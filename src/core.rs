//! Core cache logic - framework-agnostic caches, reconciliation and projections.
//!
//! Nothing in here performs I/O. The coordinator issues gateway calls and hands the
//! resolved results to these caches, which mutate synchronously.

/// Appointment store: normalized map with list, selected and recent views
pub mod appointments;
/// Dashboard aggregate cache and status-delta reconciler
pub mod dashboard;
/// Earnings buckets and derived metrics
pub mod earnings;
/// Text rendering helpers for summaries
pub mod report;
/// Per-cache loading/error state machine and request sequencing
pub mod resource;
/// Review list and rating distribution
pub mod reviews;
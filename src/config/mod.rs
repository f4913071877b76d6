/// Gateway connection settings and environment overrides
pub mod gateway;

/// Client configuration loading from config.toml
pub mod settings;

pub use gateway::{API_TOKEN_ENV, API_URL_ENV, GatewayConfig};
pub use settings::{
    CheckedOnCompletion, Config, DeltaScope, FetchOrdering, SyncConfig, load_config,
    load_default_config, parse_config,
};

■ ■ ■ ■ ■

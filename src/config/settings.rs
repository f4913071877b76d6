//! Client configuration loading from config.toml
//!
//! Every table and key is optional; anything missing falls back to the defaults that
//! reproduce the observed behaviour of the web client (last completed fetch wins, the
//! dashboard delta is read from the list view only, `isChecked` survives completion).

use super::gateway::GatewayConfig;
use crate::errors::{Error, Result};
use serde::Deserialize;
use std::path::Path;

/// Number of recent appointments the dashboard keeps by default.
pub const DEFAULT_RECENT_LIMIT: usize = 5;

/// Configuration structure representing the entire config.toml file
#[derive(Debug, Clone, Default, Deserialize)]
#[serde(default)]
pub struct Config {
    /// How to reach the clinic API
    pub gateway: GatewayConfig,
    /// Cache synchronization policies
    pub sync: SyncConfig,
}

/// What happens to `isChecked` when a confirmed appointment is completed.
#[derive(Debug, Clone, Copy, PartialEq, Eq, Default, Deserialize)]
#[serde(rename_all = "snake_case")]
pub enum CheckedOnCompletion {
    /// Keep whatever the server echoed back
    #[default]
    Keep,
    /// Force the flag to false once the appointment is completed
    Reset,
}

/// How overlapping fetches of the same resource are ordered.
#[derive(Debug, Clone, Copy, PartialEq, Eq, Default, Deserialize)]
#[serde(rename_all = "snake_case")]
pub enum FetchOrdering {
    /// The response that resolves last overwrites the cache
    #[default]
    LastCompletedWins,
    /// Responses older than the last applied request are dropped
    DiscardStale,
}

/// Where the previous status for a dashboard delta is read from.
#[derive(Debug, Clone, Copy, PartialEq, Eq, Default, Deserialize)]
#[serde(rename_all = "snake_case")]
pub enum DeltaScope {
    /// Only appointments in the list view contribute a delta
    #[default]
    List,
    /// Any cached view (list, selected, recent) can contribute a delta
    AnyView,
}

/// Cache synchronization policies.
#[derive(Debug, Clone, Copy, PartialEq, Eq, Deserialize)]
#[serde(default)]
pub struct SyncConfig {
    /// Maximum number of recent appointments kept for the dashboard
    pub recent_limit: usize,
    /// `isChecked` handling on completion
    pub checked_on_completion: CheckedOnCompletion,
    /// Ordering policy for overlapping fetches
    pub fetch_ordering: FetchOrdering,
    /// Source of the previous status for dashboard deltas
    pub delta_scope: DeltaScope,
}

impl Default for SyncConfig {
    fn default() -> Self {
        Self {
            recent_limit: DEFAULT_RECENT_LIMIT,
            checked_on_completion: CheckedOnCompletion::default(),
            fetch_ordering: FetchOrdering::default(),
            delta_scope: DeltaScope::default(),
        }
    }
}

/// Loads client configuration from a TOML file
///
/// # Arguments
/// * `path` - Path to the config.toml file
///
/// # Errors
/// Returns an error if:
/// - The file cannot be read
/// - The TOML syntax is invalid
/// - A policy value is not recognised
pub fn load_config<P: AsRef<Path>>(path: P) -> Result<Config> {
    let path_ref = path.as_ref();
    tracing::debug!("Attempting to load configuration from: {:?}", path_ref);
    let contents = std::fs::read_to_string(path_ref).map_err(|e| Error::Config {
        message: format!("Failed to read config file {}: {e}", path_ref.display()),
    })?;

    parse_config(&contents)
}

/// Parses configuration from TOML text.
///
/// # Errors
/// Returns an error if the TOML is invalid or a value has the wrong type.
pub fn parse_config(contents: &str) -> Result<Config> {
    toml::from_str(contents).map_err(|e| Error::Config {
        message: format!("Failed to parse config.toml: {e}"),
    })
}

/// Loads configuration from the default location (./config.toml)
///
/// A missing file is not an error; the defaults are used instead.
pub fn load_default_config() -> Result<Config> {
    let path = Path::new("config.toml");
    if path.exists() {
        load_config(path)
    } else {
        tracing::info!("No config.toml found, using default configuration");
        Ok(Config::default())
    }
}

■ ■ ■ ■ ■

• _PROBLEM DESCRIPTION_:
Look through the material above and print exactly the lines from the one containing "filename src/core.rs" to the one containing "and status-delta reconciler", both included, and nothing more.

• _TASK RESULT_:
filename src/core.rs
//! Core cache logic - framework-agnostic caches, reconciliation and projections.
//!
//! Nothing in here performs I/O. The coordinator issues gateway calls and hands the
//! resolved results to these caches, which mutate synchronously.

/// Appointment store: normalized map with list, selected and recent views
pub mod appointments;
/// Dashboard aggregate cache and status-delta reconciler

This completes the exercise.